Only then does she actually look up at him. Whatever she sees in his face immediately cuts her momentum.
“What’s wrong?” She stands up to ask it, ready to move.
He stays in front of the closed door. “What did you tell Sanchez?”
“What?”
“Yesterday,” he says, all the clarification he cares to give.
For a second, her expression remains clueless before her eyes widen and her mouth opens, resembling the sound she makes. “Oh. Oh, that.” Her gaze darts down and away as she tucks her hair behind her ear. “I think he got it wrong.”
“Got what wrong, Rose?”
“I didn’t say we were a couple,” she tells him, quick about it, like he needs reassuring and this is somehow the way to go about it.
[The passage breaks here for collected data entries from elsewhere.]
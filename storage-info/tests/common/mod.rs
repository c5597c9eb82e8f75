// SPDX-License-Identifier: GPL-3.0-only

#![allow(dead_code)]

use std::io::Write;
use std::sync::Arc;

use storage_info::{InternalBackend, RemovableBackend, StorageId, StorageRegistry};
use storage_sys::CapacityPolicy;
use storage_testing::{FakeDeviceManager, FakeFilesystemStats, FakeSettings, sdcard};
use tempfile::NamedTempFile;

pub const INTERNAL_ROOT: &str = "/opt/usr/media";
pub const INTERNAL_STAT_PATH: &str = "/opt/usr";
pub const SDCARD_MOUNT: &str = "/opt/media/SDCardA1";
pub const RINGTONE: &str = "/opt/usr/share/settings/Ringtones/ringtone_sdk.mp3";

pub struct Fixture {
    pub registry: StorageRegistry,
    pub devices: FakeDeviceManager,
    pub stats: FakeFilesystemStats,
    pub settings: FakeSettings,
    reserve_config: NamedTempFile,
}

pub fn reserve_config(content: &str) -> NamedTempFile {
    let mut file = NamedTempFile::new().expect("temp file");
    file.write_all(content.as_bytes()).expect("write reserve config");
    file
}

/// Internal storage 0 plus a mounted sdcard with id 5
pub fn fixture() -> Fixture {
    fixture_with_reserve("[STORAGE]\n")
}

pub fn fixture_with_reserve(reserve: &str) -> Fixture {
    storage_testing::init_tracing();

    let devices = FakeDeviceManager::with_devices([sdcard(5, SDCARD_MOUNT)]);
    let stats = FakeFilesystemStats::new()
        .with(INTERNAL_STAT_PATH, FakeFilesystemStats::uniform(4096, 1_000_000, 250_000))
        .with(SDCARD_MOUNT, FakeFilesystemStats::uniform(32_768, 1_000, 400));
    let settings = FakeSettings::with_ringtone(RINGTONE);
    let reserve_config = reserve_config(reserve);

    let registry = StorageRegistry::builder()
        .provider(InternalBackend::new(
            StorageId::new(0),
            INTERNAL_ROOT,
            INTERNAL_STAT_PATH,
            Arc::new(stats.clone()),
            CapacityPolicy::new(reserve_config.path()),
            Arc::new(settings.clone()),
        ))
        .provider(RemovableBackend::new(
            Arc::new(devices.clone()),
            Arc::new(stats.clone()),
        ))
        .build();

    Fixture {
        registry,
        devices,
        stats,
        settings,
        reserve_config,
    }
}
“You said I was better than a boyfriend.” He expects her to shake her head and deny it. He fully expects it and then she goes off to be contrary.
“Well, you are,” she says simply, bluntly. Waves her hand at him when she sees him misunderstand. How that sentence could mean anything other than the obvious remains a mystery to him. “I mean,” she says. “What I mean is- It’s complicated.”
He feels his eyebrows rise of their own volition.
She takes a breath. Starts over. “I’m not good with boyfriends. ‘M really not. So this is better than that.”
“You’re against dating?”
She bites her lip. Ducks her head so slightly that he might only imagine it. She sits down on the couch and pats it beside her. “It’s hard to explain this without coming across as, I dunno, something I don’t want to come across as.”
“I already know you’re crazy,” he replies, sitting down after so slight a hesitation that he can hope she’ll ignore it. He pushes her folded blanket and his borrowed pillow to the side. “So. How wonderful am I?”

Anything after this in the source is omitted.